• Required work:
All that is wanted is a word-for-word copy of the data from its first line to the line containing "assert!(events.iter().any(|e| matches!(e, SimEvent::EnemySpawned", both included.

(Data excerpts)
==================================================

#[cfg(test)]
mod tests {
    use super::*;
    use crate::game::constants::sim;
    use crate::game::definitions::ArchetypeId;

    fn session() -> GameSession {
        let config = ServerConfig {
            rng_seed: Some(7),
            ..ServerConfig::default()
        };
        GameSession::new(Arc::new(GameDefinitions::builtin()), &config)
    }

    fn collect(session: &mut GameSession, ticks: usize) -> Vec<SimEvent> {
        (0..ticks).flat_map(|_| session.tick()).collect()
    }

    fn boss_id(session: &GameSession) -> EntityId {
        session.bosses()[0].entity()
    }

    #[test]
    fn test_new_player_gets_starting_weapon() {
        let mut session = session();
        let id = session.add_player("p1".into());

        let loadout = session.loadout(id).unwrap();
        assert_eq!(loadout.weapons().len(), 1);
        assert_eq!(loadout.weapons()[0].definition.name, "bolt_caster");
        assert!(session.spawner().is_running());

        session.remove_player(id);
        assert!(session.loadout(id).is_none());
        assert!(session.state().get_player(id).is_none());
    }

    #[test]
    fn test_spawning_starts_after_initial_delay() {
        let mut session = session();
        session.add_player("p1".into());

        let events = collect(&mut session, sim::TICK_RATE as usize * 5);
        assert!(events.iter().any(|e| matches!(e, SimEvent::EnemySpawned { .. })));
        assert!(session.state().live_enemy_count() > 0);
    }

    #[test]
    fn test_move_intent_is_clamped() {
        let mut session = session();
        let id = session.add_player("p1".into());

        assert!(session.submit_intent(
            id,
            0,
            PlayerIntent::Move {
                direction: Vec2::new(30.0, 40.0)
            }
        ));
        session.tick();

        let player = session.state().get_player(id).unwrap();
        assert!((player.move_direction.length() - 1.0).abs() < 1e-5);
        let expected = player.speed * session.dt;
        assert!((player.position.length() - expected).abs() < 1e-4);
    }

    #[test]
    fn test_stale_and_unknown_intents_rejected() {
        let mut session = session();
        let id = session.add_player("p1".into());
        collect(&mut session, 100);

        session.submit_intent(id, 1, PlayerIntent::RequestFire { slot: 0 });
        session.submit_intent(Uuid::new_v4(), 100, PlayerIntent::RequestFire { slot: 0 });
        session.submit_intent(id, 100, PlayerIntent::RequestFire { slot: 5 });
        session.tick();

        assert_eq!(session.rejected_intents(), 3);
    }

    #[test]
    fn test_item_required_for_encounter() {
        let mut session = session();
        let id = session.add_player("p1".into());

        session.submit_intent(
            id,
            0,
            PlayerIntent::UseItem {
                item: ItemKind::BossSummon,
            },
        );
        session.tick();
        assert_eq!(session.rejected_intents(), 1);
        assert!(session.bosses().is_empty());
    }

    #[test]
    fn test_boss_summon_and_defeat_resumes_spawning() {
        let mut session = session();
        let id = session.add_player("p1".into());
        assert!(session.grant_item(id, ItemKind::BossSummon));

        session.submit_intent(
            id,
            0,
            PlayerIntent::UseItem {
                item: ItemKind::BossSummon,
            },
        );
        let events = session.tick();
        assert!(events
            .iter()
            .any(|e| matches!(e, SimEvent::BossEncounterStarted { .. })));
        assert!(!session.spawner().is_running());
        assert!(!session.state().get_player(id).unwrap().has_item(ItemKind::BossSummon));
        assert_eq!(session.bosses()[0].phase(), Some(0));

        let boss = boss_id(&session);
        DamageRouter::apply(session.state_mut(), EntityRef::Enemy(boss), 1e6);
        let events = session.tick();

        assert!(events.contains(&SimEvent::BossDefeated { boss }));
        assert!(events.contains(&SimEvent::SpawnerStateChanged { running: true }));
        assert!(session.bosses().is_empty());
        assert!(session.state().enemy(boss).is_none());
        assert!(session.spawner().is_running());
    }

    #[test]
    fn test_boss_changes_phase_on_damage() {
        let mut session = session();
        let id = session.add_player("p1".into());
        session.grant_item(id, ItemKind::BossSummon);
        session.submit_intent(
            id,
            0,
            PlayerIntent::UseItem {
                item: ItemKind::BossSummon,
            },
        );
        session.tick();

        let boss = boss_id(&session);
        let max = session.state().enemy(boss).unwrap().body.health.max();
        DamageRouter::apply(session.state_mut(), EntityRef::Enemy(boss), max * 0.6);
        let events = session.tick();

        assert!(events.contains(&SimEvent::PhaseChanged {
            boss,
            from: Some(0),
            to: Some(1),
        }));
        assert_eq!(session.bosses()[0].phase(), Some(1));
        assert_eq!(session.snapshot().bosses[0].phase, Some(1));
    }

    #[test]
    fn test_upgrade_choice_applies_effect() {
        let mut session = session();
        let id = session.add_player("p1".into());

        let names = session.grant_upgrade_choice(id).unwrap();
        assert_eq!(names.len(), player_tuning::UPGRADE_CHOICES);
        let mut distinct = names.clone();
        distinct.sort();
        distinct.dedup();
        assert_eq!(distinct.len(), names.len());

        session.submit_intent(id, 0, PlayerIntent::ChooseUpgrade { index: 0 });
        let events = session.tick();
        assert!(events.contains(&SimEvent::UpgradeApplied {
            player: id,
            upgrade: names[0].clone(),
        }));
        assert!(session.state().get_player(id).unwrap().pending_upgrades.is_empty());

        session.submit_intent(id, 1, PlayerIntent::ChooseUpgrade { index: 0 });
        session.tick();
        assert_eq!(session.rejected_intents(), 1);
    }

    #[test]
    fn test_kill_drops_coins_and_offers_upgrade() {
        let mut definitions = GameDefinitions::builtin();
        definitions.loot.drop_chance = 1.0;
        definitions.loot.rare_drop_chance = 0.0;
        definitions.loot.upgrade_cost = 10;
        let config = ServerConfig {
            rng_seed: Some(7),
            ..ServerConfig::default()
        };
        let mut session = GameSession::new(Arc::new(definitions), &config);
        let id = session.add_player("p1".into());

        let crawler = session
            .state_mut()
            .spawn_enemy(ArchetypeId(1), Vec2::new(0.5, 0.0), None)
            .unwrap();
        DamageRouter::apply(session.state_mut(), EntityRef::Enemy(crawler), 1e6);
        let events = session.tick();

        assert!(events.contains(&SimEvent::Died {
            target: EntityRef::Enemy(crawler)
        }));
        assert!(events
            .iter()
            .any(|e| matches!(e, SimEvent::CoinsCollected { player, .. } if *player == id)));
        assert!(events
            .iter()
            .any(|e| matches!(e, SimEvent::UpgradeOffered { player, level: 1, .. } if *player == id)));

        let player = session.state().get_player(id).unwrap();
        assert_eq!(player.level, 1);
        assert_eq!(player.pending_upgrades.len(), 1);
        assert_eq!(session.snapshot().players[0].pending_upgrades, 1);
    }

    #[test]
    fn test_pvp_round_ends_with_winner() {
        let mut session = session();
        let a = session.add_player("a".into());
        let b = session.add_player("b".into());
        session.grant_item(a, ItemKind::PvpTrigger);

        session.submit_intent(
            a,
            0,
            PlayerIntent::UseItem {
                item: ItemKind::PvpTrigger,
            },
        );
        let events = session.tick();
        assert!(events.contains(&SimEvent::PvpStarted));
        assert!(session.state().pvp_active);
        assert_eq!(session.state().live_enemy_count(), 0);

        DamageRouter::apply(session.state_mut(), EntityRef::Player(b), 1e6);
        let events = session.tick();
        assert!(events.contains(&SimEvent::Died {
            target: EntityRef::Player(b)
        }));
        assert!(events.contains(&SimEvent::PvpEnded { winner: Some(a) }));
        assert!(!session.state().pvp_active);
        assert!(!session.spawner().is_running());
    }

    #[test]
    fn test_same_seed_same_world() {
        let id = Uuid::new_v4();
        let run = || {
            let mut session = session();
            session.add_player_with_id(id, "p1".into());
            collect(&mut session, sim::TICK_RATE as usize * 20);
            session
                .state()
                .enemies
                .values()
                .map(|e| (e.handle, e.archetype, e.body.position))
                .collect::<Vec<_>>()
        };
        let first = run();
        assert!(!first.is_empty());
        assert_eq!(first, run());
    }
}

==================================================

• Task response:
#[cfg(test)]
mod tests {
    use super::*;
    use crate::game::constants::sim;
    use crate::game::definitions::ArchetypeId;

    fn session() -> GameSession {
        let config = ServerConfig {
            rng_seed: Some(7),
            ..ServerConfig::default()
        };
        GameSession::new(Arc::new(GameDefinitions::builtin()), &config)
    }

    fn collect(session: &mut GameSession, ticks: usize) -> Vec<SimEvent> {
        (0..ticks).flat_map(|_| session.tick()).collect()
    }

    fn boss_id(session: &GameSession) -> EntityId {
        session.bosses()[0].entity()
    }

    #[test]
    fn test_new_player_gets_starting_weapon() {
        let mut session = session();
        let id = session.add_player("p1".into());

        let loadout = session.loadout(id).unwrap();
        assert_eq!(loadout.weapons().len(), 1);
        assert_eq!(loadout.weapons()[0].definition.name, "bolt_caster");
        assert!(session.spawner().is_running());

        session.remove_player(id);
        assert!(session.loadout(id).is_none());
        assert!(session.state().get_player(id).is_none());
    }

    #[test]
    fn test_spawning_starts_after_initial_delay() {
        let mut session = session();
        session.add_player("p1".into());

        let events = collect(&mut session, sim::TICK_RATE as usize * 5);
        assert!(events.iter().any(|e| matches!(e, SimEvent::EnemySpawned { .. })));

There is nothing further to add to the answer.